ItabiSE

4.823 habitantes · IBGE 2803104

IA

Resumo socioambiental

Itabi/SE apresenta desempenho sólido no abastecimento de água, com cobertura de 97,8% em 2022 — bem acima da mediana nacional (76,5%) e da média estadual (91,7%), posicionando o município no percentil 83. Em contrapartida, a perda de água na distribuição é elevada, atingindo 58,4% em 2022, quase o dobro da mediana nacional (29,9%) e superior à própria referência estadual (52,8%), colocando o município no percentil 91 — ou seja, entre os piores do país nesse quesito. Essa combinação indica um sistema que entrega água à maior parte da população, mas com ineficiência operacional relevante, gerando desperdício de recursos e custos adicionais de produção.

O saneamento de esgoto é o ponto mais crítico do dossiê. Embora a coleta tenha atingido 100% em 2016 (dado mais recente disponível, já superior à mediana nacional de 87,8%), o tratamento de esgoto é 0,0%, mesmo ano-base, contra uma mediana nacional de 37,7% e estadual de 46,3%. Isso significa que todo o esgoto coletado é lançado sem tratamento, com potencial impacto direto na qualidade dos corpos hídricos locais e na saúde pública. Na gestão de resíduos sólidos domiciliares, houve avanço expressivo: o destino inadequado caiu de 27,5% (2010) para 15,4% (2022), redução de 44,2%, embora ainda ligeiramente acima da mediana nacional (14,9%) e bem acima da referência estadual (8,5%).

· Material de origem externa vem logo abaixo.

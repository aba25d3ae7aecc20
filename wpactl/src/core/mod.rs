//! Core internal logic of the control channel client.
//!
//! Line framing, event classification, serialized command issuance and the
//! workflows composed on top of it.

pub(crate) mod channel;
pub(crate) mod classifier;
pub(crate) mod framer;
pub(crate) mod networks;
pub(crate) mod process;
pub(crate) mod scan;
pub(crate) mod status;
//! Line framing for the `wpa_cli` output stream.
//!
//! Raw chunks from the subprocess are split on `\n` and `\r`, decoded as
//! best-effort UTF-8 and trimmed. Empty segments are dropped. The idle
//! prompt never becomes a line: it is surfaced as [`Frame::Prompt`] so the
//! command channel can use it to terminate multi-line replies.

use bytes::BytesMut;
use std::io;
use tokio_util::codec::Decoder;

use crate::types::constants::marker;

/// One unit of framed output.
#[derive(Debug, Clone, PartialEq, Eq)]
pub(crate) enum Frame {
    /// A trimmed, non-empty text line.
    Line(String),
    /// The interactive prompt was printed.
    Prompt,
}

/// Decoder turning the subprocess byte stream into [`Frame`]s.
#[derive(Debug, Default)]
pub(crate) struct LineFramer;

impl Decoder for LineFramer {
    type Item = Frame;
    type Error = io::Error;

    fn decode(&mut self, buf: &mut BytesMut) -> Result<Option<Frame>, io::Error> {
        loop {
            let Some(end) = buf.iter().position(|b| *b == b'\n' || *b == b'\r') else {
                // wpa_cli prints "> " without a terminator and then waits.
                if is_prompt(buf) {
                    buf.clear();
                    return Ok(Some(Frame::Prompt));
                }
                return Ok(None);
            };

            let segment = buf.split_to(end + 1);
            if let Some(frame) = frame_segment(&segment[..end]) {
                return Ok(Some(frame));
            }
        }
    }

    fn decode_eof(&mut self, buf: &mut BytesMut) -> Result<Option<Frame>, io::Error> {
        if let Some(frame) = self.decode(buf)? {
            return Ok(Some(frame));
        }
        if buf.is_empty() {
            return Ok(None);
        }
        let rest = buf.split();
        Ok(frame_segment(&rest))
    }
}

fn is_prompt(bytes: &[u8]) -> bool {
    matches!(frame_segment(bytes), Some(Frame::Prompt))
}

/// Frames one terminator-free segment.
fn frame_segment(bytes: &[u8]) -> Option<Frame> {
    let text = String::from_utf8_lossy(bytes);
    let trimmed = text.trim();
    if trimmed.is_empty() {
        return None;
    }
    // The prompt is redrawn in front of output that interrupts it, possibly
    // more than once.
    let mut line = trimmed;
    while let Some(rest) = line.strip_prefix(marker::PROMPT) {
        if !rest.is_empty() && !rest.starts_with(char::is_whitespace) {
            break;
        }
        line = rest.trim_start();
    }
    if line.is_empty() {
        return Some(Frame::Prompt);
    }
    Some(Frame::Line(line.to_string()))
}

#[cfg(test)]
mod tests {
    use super::*;

    fn frames(input: &[u8]) -> Vec<Frame> {
        let mut framer = LineFramer;
        let mut buf = BytesMut::from(input);
        let mut out = Vec::new();
        while let Some(frame) = framer.decode_eof(&mut buf).expect("decode") {
            out.push(frame);
        }
        out
    }

    fn line(text: &str) -> Frame {
        Frame::Line(text.to_string())
    }

    #[test]
    fn splits_on_newline_and_carriage_return() {
        assert_eq!(
            frames(b"OK\r\n<3>CTRL-EVENT-SCAN-STARTED \rPONG\n"),
            vec![line("OK"), line("<3>CTRL-EVENT-SCAN-STARTED"), line("PONG")]
        );
    }

    #[test]
    fn drops_blank_segments() {
        assert_eq!(frames(b"\n\n   \r\n\tOK\t\n"), vec![line("OK")]);
    }

    #[test]
    fn bare_prompt_is_never_a_line() {
        assert_eq!(frames(b">\n"), vec![Frame::Prompt]);
        assert_eq!(frames(b"  >  \r\n"), vec![Frame::Prompt]);
    }

    #[test]
    fn unterminated_prompt_is_recognised() {
        let mut framer = LineFramer;
        let mut buf = BytesMut::from(&b"bssid=aa\nfreq=2412\n> "[..]);
        assert_eq!(framer.decode(&mut buf).unwrap(), Some(line("bssid=aa")));
        assert_eq!(framer.decode(&mut buf).unwrap(), Some(line("freq=2412")));
        assert_eq!(framer.decode(&mut buf).unwrap(), Some(Frame::Prompt));
        assert!(buf.is_empty());
    }

    #[test]
    fn waits_for_partial_line() {
        let mut framer = LineFramer;
        let mut buf = BytesMut::from(&b"<3>CTRL-EVENT-CONN"[..]);
        assert_eq!(framer.decode(&mut buf).unwrap(), None);
        buf.extend_from_slice(b"ECTED - done\n");
        assert_eq!(
            framer.decode(&mut buf).unwrap(),
            Some(line("<3>CTRL-EVENT-CONNECTED - done"))
        );
    }

    #[test]
    fn strips_redrawn_prompt_before_content() {
        assert_eq!(
            frames(b"> <3>CTRL-EVENT-SCAN-RESULTS\n"),
            vec![line("<3>CTRL-EVENT-SCAN-RESULTS")]
        );
    }

    #[test]
    fn repeated_prompts_collapse() {
        assert_eq!(frames(b"> >\n"), vec![Frame::Prompt]);
        assert_eq!(frames(b"> > PONG\n"), vec![line("PONG")]);
        assert_eq!(frames(b">>\n"), vec![line(">>")]);

        let mut framer = LineFramer;
        let mut buf = BytesMut::from(&b"> > "[..]);
        assert_eq!(framer.decode(&mut buf).unwrap(), Some(Frame::Prompt));
    }

    #[test]
    fn flushes_final_line_at_eof() {
        assert_eq!(frames(b"OK\nFAIL"), vec![line("OK"), line("FAIL")]);
    }

    #[test]
    fn invalid_utf8_is_decoded_lossily() {
        let out = frames(b"ssid=caf\xff\n");
        assert_eq!(out.len(), 1);
        let Frame::Line(text) = &out[0] else {
            panic!("expected a line");
        };
        assert!(text.starts_with("ssid=caf"));
    }
}
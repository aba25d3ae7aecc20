//! Public API module.
//!
//! This module contains the high-level user-facing API for the `wpactl` crate.

pub mod collaborators;
pub mod models;
pub mod wpa_client;
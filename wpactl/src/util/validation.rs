//! Input validation for network credentials.
//!
//! Invalid SSIDs and keys are rejected before any command reaches the
//! daemon, so a bad argument never leaves a half-configured network behind.

use crate::api::models::{Auth, WpaError};
use crate::types::constants::limits;
use crate::util::utils::is_hex;
use crate::Result;

/// Validates an SSID: non-empty, at most 32 bytes and free of control
/// characters.
pub(crate) fn validate_ssid(ssid: &str) -> Result<()> {
    if ssid.is_empty() {
        return Err(WpaError::InvalidSsid("SSID must not be empty".into()));
    }
    if has_control(ssid) {
        return Err(WpaError::InvalidSsid(
            "SSID must not contain control characters".into(),
        ));
    }
    if ssid.len() > limits::SSID_MAX_BYTES {
        return Err(WpaError::InvalidSsid(format!(
            "SSID is {} bytes, maximum is {}",
            ssid.len(),
            limits::SSID_MAX_BYTES
        )));
    }
    Ok(())
}

/// Validates a WPA passphrase (8-63 characters) or raw PSK (64 hex digits).
pub(crate) fn validate_passphrase(password: &str) -> Result<()> {
    if has_control(password) {
        return Err(WpaError::InvalidPassword(
            "passphrase must not contain control characters".into(),
        ));
    }
    if password.len() == limits::RAW_PSK_HEX_LEN && is_hex(password) {
        return Ok(());
    }
    let len = password.chars().count();
    if !(limits::PASSPHRASE_MIN..=limits::PASSPHRASE_MAX).contains(&len) {
        return Err(WpaError::InvalidPassword(format!(
            "passphrase must be {}-{} characters, got {len}",
            limits::PASSPHRASE_MIN,
            limits::PASSPHRASE_MAX
        )));
    }
    Ok(())
}

/// Validates WEP settings: slot 0-3 and a 5/13 character ASCII key or a
/// 10/26 digit hex key.
pub(crate) fn validate_auth(auth: &Auth) -> Result<()> {
    let Auth::Wep { key, index } = auth else {
        return Ok(());
    };
    if *index >= limits::WEP_KEY_SLOTS {
        return Err(WpaError::InvalidPassword(format!(
            "WEP key index {index} out of range"
        )));
    }
    if has_control(key) {
        return Err(WpaError::InvalidPassword(
            "WEP key must not contain control characters".into(),
        ));
    }
    let valid = match key.len() {
        5 | 13 => true,
        10 | 26 => is_hex(key),
        _ => false,
    };
    if !valid {
        return Err(WpaError::InvalidPassword(
            "WEP key must be 5 or 13 characters, or 10 or 26 hex digits".into(),
        ));
    }
    Ok(())
}

/// Control characters would end or corrupt the command line they are sent on.
fn has_control(value: &str) -> bool {
    value.chars().any(char::is_control)
}

#[cfg(test)]
mod tests {
    use super::*;

    #[test]
    fn rejects_empty_ssid() {
        assert!(matches!(validate_ssid(""), Err(WpaError::InvalidSsid(_))));
    }

    #[test]
    fn rejects_ssid_over_32_bytes() {
        assert!(validate_ssid(&"a".repeat(33)).is_err());
        assert!(validate_ssid(&"a".repeat(32)).is_ok());
    }

    #[test]
    fn accepts_valid_passphrases() {
        let max = "a".repeat(63);
        for password in ["password", "password123", max.as_str()] {
            assert!(validate_passphrase(password).is_ok(), "{password}");
        }
    }

    #[test]
    fn rejects_short_and_long_passphrases() {
        assert!(matches!(
            validate_passphrase("short"),
            Err(WpaError::InvalidPassword(_))
        ));
        assert!(validate_passphrase(&"a".repeat(64)).is_err());
    }

    #[test]
    fn rejects_control_characters() {
        assert!(matches!(
            validate_ssid("ab\nREMOVE_NETWORK all"),
            Err(WpaError::InvalidSsid(_))
        ));
        assert!(validate_ssid("tab\there").is_err());
        assert!(matches!(
            validate_passphrase("pass\rDISCONNECT"),
            Err(WpaError::InvalidPassword(_))
        ));
        assert!(validate_auth(&Auth::Wep { key: "ab\ncd".into(), index: 0 }).is_err());
        assert!(validate_ssid("caf\u{e9} wifi").is_ok());
    }

    #[test]
    fn accepts_raw_hex_psk() {
        assert!(validate_passphrase(&"0f".repeat(32)).is_ok());
    }

    #[test]
    fn validates_wep_keys() {
        assert!(validate_auth(&Auth::Open).is_ok());
        assert!(validate_auth(&Auth::Wep { key: "abcde".into(), index: 0 }).is_ok());
        assert!(validate_auth(&Auth::Wep { key: "0123456789".into(), index: 3 }).is_ok());
        assert!(validate_auth(&Auth::Wep { key: "xyz0123456".into(), index: 0 }).is_err());
        assert!(validate_auth(&Auth::Wep { key: "abcde".into(), index: 4 }).is_err());
        assert!(validate_auth(&Auth::Wep { key: "abc".into(), index: 0 }).is_err());
    }
}
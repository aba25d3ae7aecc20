use tokio::sync::broadcast::error::RecvError;
use wpactl::{EventKind, Result, WpaClient};

#[tokio::main]
async fn main() -> Result<()> {
    let client = WpaClient::open("wlan0").await?;
    let mut events = client.subscribe_events();

    println!("Waiting for events on {}...", client.interface());
    loop {
        match events.recv().await {
            Ok(event) => match event.kind {
                EventKind::Connected => println!("connected"),
                EventKind::Disconnected => println!(
                    "disconnected (reason {})",
                    event.args.get("reason").map(String::as_str).unwrap_or("?")
                ),
                EventKind::InvalidKey => println!(
                    "wrong key for {}",
                    event.args.get("ssid").map(String::as_str).unwrap_or("?")
                ),
                kind => println!("{kind}"),
            },
            Err(RecvError::Lagged(missed)) => println!("missed {missed} events"),
            Err(RecvError::Closed) => break,
        }
    }

    println!("Control channel closed");
    Ok(())
}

Do ponto de vista climático, as emissões totais de GEE somaram 56.063 tCO₂e em 2024, com variação modesta de +0,7% no ano, mas oscilações significativas ao longo da série — chegando a 73.660 tCO₂e em 2013 e caindo para 24.482 tCO₂e em 2018. O valor de 2024 fica abaixo da mediana nacional (138.513 tCO₂e), situando o município no percentil 24. Chama atenção o crescimento acentuado das emissões de energia, que saltaram de 331 tCO₂e (2010) para 7.699 tCO₂e (2024), variação de mais de 2.200%, refletindo provável expansão do consumo energético local. As emissões de resíduos também cresceram 51,5% na década, atingindo 3.896 tCO₂e em 2024, tendência coerente com a ausência de tratamento de esgoto e reforçando a necessidade de investimentos conjuntos em saneamento e gestão de resíduos.

Em relação a eventos hidrológicos, o registro de 2016 não aponta ocorrências de cheia, mas indica 10 registros de seca observada, valor inferior à média estadual (240) e à mediana nacional é zero, sugerindo exposição pontual a estiagens que merece monitoramento contínuo, especialmente diante da alta perda de água na rede de distribuição.

Gerado em 09/07/2026

Saneamento

Governança do saneamento

Infraestrutura de saneamento

Cobertura de água

SNIS/SINISA

97.6%

2024

90
0.0% no período

Coleta de esgoto

SNIS/SINISA

100.0%

2016

0.0% no período

Tratamento de esgoto

SNIS/SINISA

0.0%

2016

Perda de água

SNIS/SINISA

56.0%

2024

12
7.3% no período

Resíduos

Domicílios com coleta

IBGE Censodomiciliar

83.2%

2022

62
14.7% no período

Destino inadequado (domicílios)

IBGE Censodomiciliar

15.4%

2022

49
44.2% no período

Clima

Emissões de GEE

SEEG

56.063 tCO₂e

2024

76
0.7% no período

Emissões de resíduos

SEEG

3.896 tCO₂e

2024

66
51.5% no período

Emissões de energia

SEEG

7.699 tCO₂e

2024

70
2227.9% no período

Registros de cheia

ANA

0

2016

47

Seca observada (ANA/SUM)

ANA

10

2016

14
0.0% no período

Fontes: SNIS/SINISA, SEEG, ANEEL, IBAMA, PNCP e IBGE. Resumo gerado por IA a partir dos dados do Atlas — confira sempre na fonte oficial. Resumo atualizado em 09/07/2026.